In crossover studies, the following 3 effects must always be analyzed: (1) the effect due to the interventions, (2) the period effect, and (3) the carryover effect. Then, the respective null hypotheses were proposed to evaluate each of the 3 effects (Table 1). Student's t-test was used for paired data with an alpha of 0.05 and a power of 0.8. STATA 14.0 was used to analyze the data (Table 2).
Randomization and patient flow during the study are described in the following flowchart (Fig. 2).
The demographic characteristics described in Table 1 were identified in the sample analyzed (n = 20 patients). In general, the sample consists of all young ASA I patients; the majority (65%) were men, the most performed procedure was knee arthroscopy, and the surgical times were brief (median = 87 minutes).
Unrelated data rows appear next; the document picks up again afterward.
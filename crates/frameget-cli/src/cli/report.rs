//! Console reporting for `frameget fetch`.

use frameget_core::acquire::{Acquisition, AttemptEvent};
use frameget_core::batch::{RunEvent, RunSummary};
use std::path::Path;

fn mib(bytes: u64) -> f64 {
    bytes as f64 / 1_048_576.0
}

/// Prints one line per step, roughly matching what the user watches scroll by.
pub fn print_event(event: RunEvent<'_>) {
    match event {
        RunEvent::Started { index, total, key } => {
            println!(
                "\n[{}/{}] Field {} (run={}, camcol={})",
                index, total, key.field, key.run, key.camcol
            );
            println!("{}", "-".repeat(60));
        }
        RunEvent::Attempt { event, .. } => match event {
            AttemptEvent::Trying { index, url, .. } => println!("Attempt {}: {}", index, url),
            AttemptEvent::Fetched { bytes, .. } => {
                println!("  downloaded {:.1} MiB, decompressing", mib(bytes))
            }
            AttemptEvent::Failed { failure } => {
                println!("  failed ({}): {}", failure.stage(), failure.error)
            }
        },
        RunEvent::Finished { key, acquisition } => match acquisition {
            Acquisition::AlreadyPresent { .. } => {
                println!("Already exists: {}", key.artifact_filename())
            }
            Acquisition::Downloaded { bytes, .. } => {
                println!("OK {} ({:.1} MiB)", key.artifact_filename(), mib(*bytes))
            }
            Acquisition::AllFailed { .. } => {
                println!("All download attempts failed for field {}", key.field)
            }
        },
        RunEvent::Errored { key, error } => {
            println!("Aborted {}: {:#}", key.artifact_filename(), error)
        }
    }
}

pub fn print_summary(summary: &RunSummary, output_dir: &Path) {
    println!("\n{}", "=".repeat(60));
    println!(
        "Download complete: {} downloaded ({:.1} MiB), {} already present, {} failed",
        summary.downloaded,
        mib(summary.bytes),
        summary.already_present,
        summary.failed.len()
    );
    for key in &summary.failed {
        println!("  missing {} ({})", key.artifact_filename(), key);
    }
    println!("Frames are in {}", output_dir.display());
    println!("{}", "=".repeat(60));
}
Based on the analysis of the monitoring of each patient, the averages of the variability measurement for each period and each treatment were determined. Four averages were obtained (Table 3), where X1 corresponds to the average of the variability of the patients who started with the TIVA technique in period 1, Y1 corresponds to the average of the variability of the patients who started with the BA technique in period 1, X2 corresponds to the average of the variability of the patients who were switched to the BA technique in period 2, and Y2 corresponds to the average of the variability of the patients who were switched to the TIVA technique in period 2.
These results were analyzed based on the approach of the 3 hypotheses considered for the crossover experiments previously mentioned in the statistical analyses section. For the analysis, a paired Student's t-test was applied to evaluate each of the effects, obtaining the following differences for each contrast: the treatment effect showed no statistically significant difference between the average values of RE, during TIVA (97.23) vs BA (97.04) with P = 0.39. The Carry Over effect was discarded (−4.98 vs 4.08) and the period effect too (100.3 vs 94.68), the P values were 0.27 and 0.20, respectively (Table 4).
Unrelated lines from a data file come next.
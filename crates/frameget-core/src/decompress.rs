//! Streaming gzip decompression of a fetched payload.

use flate2::read::MultiGzDecoder;
use std::fs::File;
use std::io::{self, BufReader, BufWriter, Write};
use std::path::Path;

/// Decompresses the gzip file `src` into `dest` (created or truncated).
/// Concatenated gzip members are decoded back to back, as `gunzip` does.
/// Returns the number of decompressed bytes. A truncated or corrupt stream is
/// an `InvalidData`/`UnexpectedEof` error; `dest` then holds partial output.
pub fn gunzip_file(src: &Path, dest: &Path) -> io::Result<u64> {
    let input = File::open(src)?;
    let mut decoder = MultiGzDecoder::new(BufReader::new(input));
    let mut out = BufWriter::new(File::create(dest)?);
    let n = io::copy(&mut decoder, &mut out)?;
    out.flush()?;
    out.get_ref().sync_all()?;
    Ok(n)
}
Our study did not find differences between the 2 anesthetic techniques with regard to the effect of the variability in depth of consciousness. These findings also extended to the period effect and the carryover effect.
No information is available on the variability of anesthetic depth in the medical literature. Mosquera-Dussan et al20 was the first to study this depth using 2 pharmacokinetic models for propofol, which did not significantly differ in clinical effect.
Although Hasak et al12 demonstrated a discrepancy between clinical reasoning and the level of anesthetic depth due to entropy, hemodynamic parameters are still used to determine the level of anesthetic depth and patient awareness during the transoperative period. Above due mainly to the cost of the monitoring devices necessary for the recording of anesthetic depth, as well as the lack of training in the interpretation of the EEG signals associated with BIS and entropy techniques.
On the other hand, by guiding the use of BA using entropy, El Hor et al21 found that the consumption of anesthetics can be reduced. These authors evaluated the effect of entropy on inhalational anesthetic consumption, finding a significant reduction in sevoflurane consumption compared with standard clinical practice (5.2 ± 1.4 vs 3.8 ± 1.5 mL/h; P = 0.0012). Gorban and Shchegolev22 evaluated monitoring of inhalation anesthesia at low flows in high-risk surgeries with entropy, finding that an adequate concentration of anesthetics was associated with fewer hemodynamic changes.
The knowledge of anesthetic depth during various procedures determines, among other factors, the clinical outcomes of the patient because this knowledge helps to control superficiality and excessive depth.23 This result was shown by Vakkuri et al,9 whose choice of anesthetic agents, administration routes, pharmacokinetic models, and other characteristics was modifiable.
The lack of differences in the present study suggests that the 2 anesthetic techniques are interchangeable regarding the depth of consciousness and that the choice of the technique should be based on other parameters, such as type of procedure, cost, and adverse events.
The design used for this study shows the strength of reducing biological variability while homogenizing the population about the type of procedure, the characteristics of the population, comorbidities, and the use of a peripheral block to guarantee the state of analgesia and immobility during the procedure.
Limitations of this clinical trial are related to its external validity, as it did not include patients with comorbidities that might alter the pharmacokinetics of anesthesia or more complex surgical procedures, the results of which might be a greater variability in depth.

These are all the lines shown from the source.